## What needs to be done
Should a line below contain the word "contains", report it.

Stored data entries
use anyhow::{Context, Result};
use serde::{Deserialize, Serialize};
use std::fs;
use std::path::{Path, PathBuf};
use thiserror::Error;
use url::Url;

use crate::QaError;
use crate::embeddings::chunking::ChunkingConfig;
use crate::indexer::IngestionConfig;
use crate::retrieval::RetrievalConfig;

const CONFIG_FILE_NAME: &str = "config.toml";

#[derive(Debug, Clone, Default, Serialize, Deserialize, PartialEq)]
pub struct Config {
    pub ollama: OllamaConfig,
    #[serde(default)]
    pub chunking: ChunkingConfig,
    #[serde(default)]
    pub retrieval: RetrievalConfig,
    #[serde(default)]
    pub ingestion: IngestionConfig,
    /// Overrides the data directory; `None` means `~/.docs-qa`
    #[serde(skip)]
    pub base_dir: Option<PathBuf>,
}

#[derive(Debug, Clone, Serialize, Deserialize, PartialEq)]
#[serde(default)]
pub struct OllamaConfig {
    pub protocol: String,
    pub host: String,
    pub port: u16,
    /// Model used for embeddings
    pub model: String,
    /// Model used for answer generation
    pub generation_model: String,
    pub batch_size: u32,
    pub timeout_seconds: u64,
    pub retry_attempts: u32,
}

impl Default for OllamaConfig {
    #[inline]
    fn default() -> Self {
        Self {
            protocol: "http".to_string(),
            host: "localhost".to_string(),
            port: 11434,
            model: "nomic-embed-text:latest".to_string(),
            generation_model: "llama3.2:latest".to_string(),
            batch_size: 64,
            timeout_seconds: 30,
            retry_attempts: 1,
        }
    }
}

#[derive(Debug, Error)]
pub enum ConfigError {
    #[error("Configuration directory not found or could not be created")]
    DirectoryError,
    #[error("Invalid URL format: {0}")]
    InvalidUrl(String),
    #[error("Invalid port: {0} (must be between 1 and 65535)")]
    InvalidPort(u16),
    #[error("Invalid batch size: {0} (must be between 1 and 1000)")]
    InvalidBatchSize(u32),
    #[error("Invalid model name: {0:?} (cannot be empty)")]
    InvalidModel(String),
    #[error("Invalid protocol: {0} (must be 'http' or 'https')")]
    InvalidProtocol(String),
    #[error("Invalid timeout: {0} (must be between 1 and 600 seconds)")]
    InvalidTimeout(u64),
    #[error("Invalid retry attempts: {0} (must be between 1 and 10)")]
    InvalidRetryAttempts(u32),
    #[error("Invalid chunk length: {0} words (must be between 1 and 8192)")]
    InvalidMaxLength(usize),
    #[error("Chunk overlap ({overlap}) must be smaller than chunk length ({max_length})")]
    InvalidOverlap { overlap: usize, max_length: usize },
    #[error("Invalid top_k: {0} (must be between 1 and 1000)")]
    InvalidTopK(usize),
    #[error("Invalid context character limit: {0} (must be greater than 0)")]
    InvalidContextLimit(usize),
    #[error("Invalid summary width: {0} (must be between 20 and 4096)")]
    InvalidSummaryWidth(usize),
    #[error("Invalid ingestion concurrency: {0} (must be between 1 and 64)")]
    InvalidConcurrency(usize),
    #[error("IO error: {0}")]
    Io(#[from] std::io::Error),
    #[error("TOML parsing error: {0}")]
    TomlParse(#[from] toml::de::Error),
    #[error("TOML serialization error: {0}")]
    TomlSerialize(#[from] toml::ser::Error),
}

impl From<ConfigError> for QaError {
    #[inline]
    fn from(error: ConfigError) -> Self {
        Self::Config(error.to_string())
    }
}

impl Config {
    /// Default data directory, `~/.docs-qa`
    #[inline]
    pub fn config_dir() -> Result<PathBuf, ConfigError> {
        dirs::home_dir()
            .map(|home| home.join(".docs-qa"))
            .or_else(|| dirs::data_dir().map(|data| data.join("docs-qa")))
            .ok_or(ConfigError::DirectoryError)
    }

    /// Load the configuration from the default data directory
    #[inline]
    pub fn load() -> Result<Self> {
        let config_dir = Self::config_dir().context("Failed to determine config directory")?;
        let mut config = Self::load_from(&config_dir)?;
        config.base_dir = None;
        Ok(config)
    }

    /// Load the configuration stored in `data_dir`, falling back to defaults
    /// when no config file exists. The returned config is rooted at `data_dir`.
    #[inline]
    pub fn load_from<P: AsRef<Path>>(data_dir: P) -> Result<Self> {
        let data_dir = data_dir.as_ref();
        let config_path = data_dir.join(CONFIG_FILE_NAME);

        if !config_path.exists() {
            return Ok(Self {
                base_dir: Some(data_dir.to_path_buf()),
                ..Self::default()
            });
        }

        let content = fs::read_to_string(&config_path)
            .with_context(|| format!("Failed to read config file: {}", config_path.display()))?;

        let mut config: Config = toml::from_str(&content)
            .with_context(|| format!("Failed to parse config file: {}", config_path.display()))?;
        config.base_dir = Some(data_dir.to_path_buf());

        config
            .validate()
            .with_context(|| "Configuration validation failed")?;

        Ok(config)
    }

    #[inline]
    pub fn save(&self) -> Result<()> {
        self.validate()
            .context("Configuration validation failed before saving")?;

        let data_dir = self.data_dir()?;

        fs::create_dir_all(&data_dir).with_context(|| {
            format!("Failed to create config directory: {}", data_dir.display())
        })?;

        let config_path = data_dir.join(CONFIG_FILE_NAME);
        let content = toml::to_string_pretty(self).context("Failed to serialize config to TOML")?;

        fs::write(&config_path, content)
            .with_context(|| format!("Failed to write config file: {}", config_path.display()))?;

        Ok(())
    }

    #[inline]
    pub fn validate(&self) -> Result<(), ConfigError> {
        self.ollama.validate()?;
        self.validate_chunking_config()?;
        self.retrieval.validate()?;
        self.ingestion.validate()?;
        Ok(())
    }

    fn validate_chunking_config(&self) -> Result<(), ConfigError> {
        let config = &self.chunking;

        if !(1..=8192).contains(&config.max_length) {
            return Err(ConfigError::InvalidMaxLength(config.max_length));
        }

        if config.overlap >= config.max_length {
            return Err(ConfigError::InvalidOverlap {
                overlap: config.overlap,
                max_length: config.max_length,
            });
        }

        Ok(())
    }

    /// Root of all persisted state
    #[inline]
    pub fn data_dir(&self) -> Result<PathBuf, ConfigError> {
        match &self.base_dir {
            Some(dir) => Ok(dir.clone()),
            None => Self::config_dir(),
        }
    }

    #[inline]
    pub fn config_file_path(&self) -> Result<PathBuf, ConfigError> {
        Ok(self.data_dir()?.join(CONFIG_FILE_NAME))
    }

    /// Directory holding the raw uploaded documents
    #[inline]
    pub fn documents_dir(&self) -> Result<PathBuf, ConfigError> {
        Ok(self.data_dir()?.join("docs"))
    }

    #[inline]
    pub fn index_dir(&self) -> Result<PathBuf, ConfigError> {
        Ok(self.data_dir()?.join("index"))
    }

    #[inline]
    pub fn index_file_path(&self) -> Result<PathBuf, ConfigError> {
        Ok(self.index_dir()?.join("vectors.bin"))
    }

    #[inline]
    pub fn metadata_file_path(&self) -> Result<PathBuf, ConfigError> {
        Ok(self.index_dir()?.join("metadata.json"))
    }

    #[inline]
    pub fn ollama_url(&self) -> Result<Url, ConfigError> {
        self.ollama.ollama_url()
    }
}

impl OllamaConfig {
    #[inline]
    pub fn validate(&self) -> Result<(), ConfigError> {
        if self.protocol != "http" && self.protocol != "https" {
            return Err(ConfigError::InvalidProtocol(self.protocol.clone()));
        }

        if self.host.trim().is_empty() {
            return Err(ConfigError::InvalidUrl(format!(
                "{}://{}:{}",
                self.protocol, self.host, self.port
            )));
        }

        self.ollama_url()?;

        if self.port == 0 {
            return Err(ConfigError::InvalidPort(self.port));
        }

        if self.model.trim().is_empty() {
            return Err(ConfigError::InvalidModel(self.model.clone()));
        }

        if self.generation_model.trim().is_empty() {
            return Err(ConfigError::InvalidModel(self.generation_model.clone()));
        }

        if self.batch_size == 0 || self.batch_size > 1000 {
            return Err(ConfigError::InvalidBatchSize(self.batch_size));
        }

        if !(1..=600).contains(&self.timeout_seconds) {
            return Err(ConfigError::InvalidTimeout(self.timeout_seconds));
        }

        if !(1..=10).contains(&self.retry_attempts) {
            return Err(ConfigError::InvalidRetryAttempts(self.retry_attempts));
        }

        Ok(())
    }

    #[inline]
    pub fn ollama_url(&self) -> Result<Url, ConfigError> {
        let url_str = format!("{}://{}:{}", self.protocol, self.host, self.port);
        Url::parse(&url_str).map_err(|_| ConfigError::InvalidUrl(url_str))
    }

    #[inline]
    pub fn set_protocol(&mut self, protocol: String) -> Result<(), ConfigError> {
        if protocol != "http" && protocol != "https" {
            return Err(ConfigError::InvalidProtocol(protocol));
        }
        self.protocol = protocol;
        Ok(())
    }

    #[inline]
    pub fn set_host(&mut self, host: String) -> Result<(), ConfigError> {
        let temp_config = OllamaConfig {
            host: host.clone(),
            ..self.clone()
        };
        temp_config.validate()?;
        self.host = host;
        Ok(())
    }

    #[inline]
    pub fn set_port(&mut self, port: u16) -> Result<(), ConfigError> {
        if port == 0 {
            return Err(ConfigError::InvalidPort(port));
        }
        self.port = port;
        Ok(())
    }

    #[inline]
    pub fn set_model(&mut self, model: String) -> Result<(), ConfigError> {
        if model.trim().is_empty() {
            return Err(ConfigError::InvalidModel(model));
        }
        self.model = model;
        Ok(())
    }

    #[inline]
    pub fn set_generation_model(&mut self, model: String) -> Result<(), ConfigError> {
        if model.trim().is_empty() {
            return Err(ConfigError::InvalidModel(model));
        }
        self.generation_model = model;
        Ok(())
    }

    #[inline]
    pub fn set_batch_size(&mut self, batch_size: u32) -> Result<(), ConfigError> {
        if batch_size == 0 || batch_size > 1000 {
            return Err(ConfigError::InvalidBatchSize(batch_size));
        }
        self.batch_size = batch_size;
        Ok(())
    }
}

## Solution for this task
        if !(1..=8192).contains(&config.max_length) {
        if !(1..=600).contains(&self.timeout_seconds) {
        if !(1..=10).contains(&self.retry_attempts) {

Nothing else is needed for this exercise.